Exactly as they stand, the data below are to be printed again.

────────

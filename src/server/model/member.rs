//! Domain models for guild membership history.

use chrono::{DateTime, Utc};
use sea_orm::DbErr;

use crate::server::util::parse::parse_snowflake;

/// Cached naming of a member, refreshed on every ledger touch.
#[derive(Debug, Clone, PartialEq, Eq)]
pub struct MemberProfile {
    pub username: String,
    pub display_name: String,
}

impl MemberProfile {
    pub fn new(username: impl Into<String>, display_name: impl Into<String>) -> Self {
        Self {
            username: username.into(),
            display_name: display_name.into(),
        }
    }
}

/// Snapshot of a member taken when they left a guild.
#[derive(Debug, Clone, PartialEq)]
pub struct DepartedMember {
    pub member_id: u64,
    pub guild_id: u64,
    pub leave_date: DateTime<Utc>,
    pub username: String,
    pub display_name: String,
    pub highest_role: Option<String>,
    /// Balance at the moment of leaving.
    pub total_points: i32,
    pub join_date: Option<DateTime<Utc>>,
    /// How many times the member has left (and, once incremented on return, rejoined).
    pub times_left: i32,
}

impl DepartedMember {
    /// Converts an entity model to a departure record at the repository boundary.
    ///
    /// # Returns
    /// - `Ok(DepartedMember)` - The converted departure
    /// - `Err(DbErr::Custom)` - Failed to parse member_id or guild_id
    pub fn from_entity(entity: entity::departed_member::Model) -> Result<Self, DbErr> {
        Ok(Self {
            member_id: parse_snowflake("member_id", &entity.member_id)?,
            guild_id: parse_snowflake("guild_id", &entity.guild_id)?,
            leave_date: entity.leave_date,
            username: entity.username,
            display_name: entity.display_name,
            highest_role: entity.highest_role,
            total_points: entity.total_points,
            join_date: entity.join_date,
            times_left: entity.times_left,
        })
    }
}

/// Member data captured when a departure is recorded.
#[derive(Debug, Clone)]
pub struct RecordDepartureParams {
    pub guild_id: u64,
    pub member_id: u64,
    pub profile: MemberProfile,
    pub highest_role: Option<String>,
    pub join_date: Option<DateTime<Utc>>,
}
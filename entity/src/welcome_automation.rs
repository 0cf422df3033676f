use sea_orm::entity::prelude::*;

#[derive(Clone, Debug, PartialEq, Eq, DeriveEntityModel)]
#[sea_orm(table_name = "welcome_automation")]
pub struct Model {
    #[sea_orm(primary_key, auto_increment = false)]
    pub user_id: String,
    #[sea_orm(primary_key, auto_increment = false)]
    pub guild_id: String,
    pub mentor_id: Option<String>,
    pub starter_quest_1: Option<String>,
    pub starter_quest_2: Option<String>,
    pub quest_1_completed: bool,
    pub quest_2_completed: bool,
    pub join_date: DateTimeUtc,
    pub last_activity: DateTimeUtc,
}

#[derive(Copy, Clone, Debug, EnumIter, DeriveRelation)]
pub enum Relation {}

impl ActiveModelBehavior for ActiveModel {}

────────

Answer space:
filename src/server/model/member.rs
//! Domain models for guild membership history.

use chrono::{DateTime, Utc};
use sea_orm::DbErr;

use crate::server::util::parse::parse_snowflake;

/// Cached naming of a member, refreshed on every ledger touch.
#[derive(Debug, Clone, PartialEq, Eq)]
pub struct MemberProfile {
    pub username: String,
    pub display_name: String,
}

impl MemberProfile {
    pub fn new(username: impl Into<String>, display_name: impl Into<String>) -> Self {
        Self {
            username: username.into(),
            display_name: display_name.into(),
        }
    }
}

/// Snapshot of a member taken when they left a guild.
#[derive(Debug, Clone, PartialEq)]
pub struct DepartedMember {
    pub member_id: u64,
    pub guild_id: u64,
    pub leave_date: DateTime<Utc>,
    pub username: String,
    pub display_name: String,
    pub highest_role: Option<String>,
    /// Balance at the moment of leaving.
    pub total_points: i32,
    pub join_date: Option<DateTime<Utc>>,
    /// How many times the member has left (and, once incremented on return, rejoined).
    pub times_left: i32,
}

impl DepartedMember {
    /// Converts an entity model to a departure record at the repository boundary.
    ///
    /// # Returns
    /// - `Ok(DepartedMember)` - The converted departure
    /// - `Err(DbErr::Custom)` - Failed to parse member_id or guild_id
    pub fn from_entity(entity: entity::departed_member::Model) -> Result<Self, DbErr> {
        Ok(Self {
            member_id: parse_snowflake("member_id", &entity.member_id)?,
            guild_id: parse_snowflake("guild_id", &entity.guild_id)?,
            leave_date: entity.leave_date,
            username: entity.username,
            display_name: entity.display_name,
            highest_role: entity.highest_role,
            total_points: entity.total_points,
            join_date: entity.join_date,
            times_left: entity.times_left,
        })
    }
}

/// Member data captured when a departure is recorded.
#[derive(Debug, Clone)]
pub struct RecordDepartureParams {
    pub guild_id: u64,
    pub member_id: u64,
    pub profile: MemberProfile,
    pub highest_role: Option<String>,
    pub join_date: Option<DateTime<Utc>>,
}
filename entity/src/welcome_automation.rs
repository 0cf422df3033676f
use sea_orm::entity::prelude::*;

#[derive(Clone, Debug, PartialEq, Eq, DeriveEntityModel)]
#[sea_orm(table_name = "welcome_automation")]
pub struct Model {
    #[sea_orm(primary_key, auto_increment = false)]
    pub user_id: String,
    #[sea_orm(primary_key, auto_increment = false)]
    pub guild_id: String,
    pub mentor_id: Option<String>,
    pub starter_quest_1: Option<String>,
    pub starter_quest_2: Option<String>,
    pub quest_1_completed: bool,
    pub quest_2_completed: bool,
    pub join_date: DateTimeUtc,
    pub last_activity: DateTimeUtc,
}

#[derive(Copy, Clone, Debug, EnumIter, DeriveRelation)]
pub enum Relation {}

impl ActiveModelBehavior for ActiveModel {}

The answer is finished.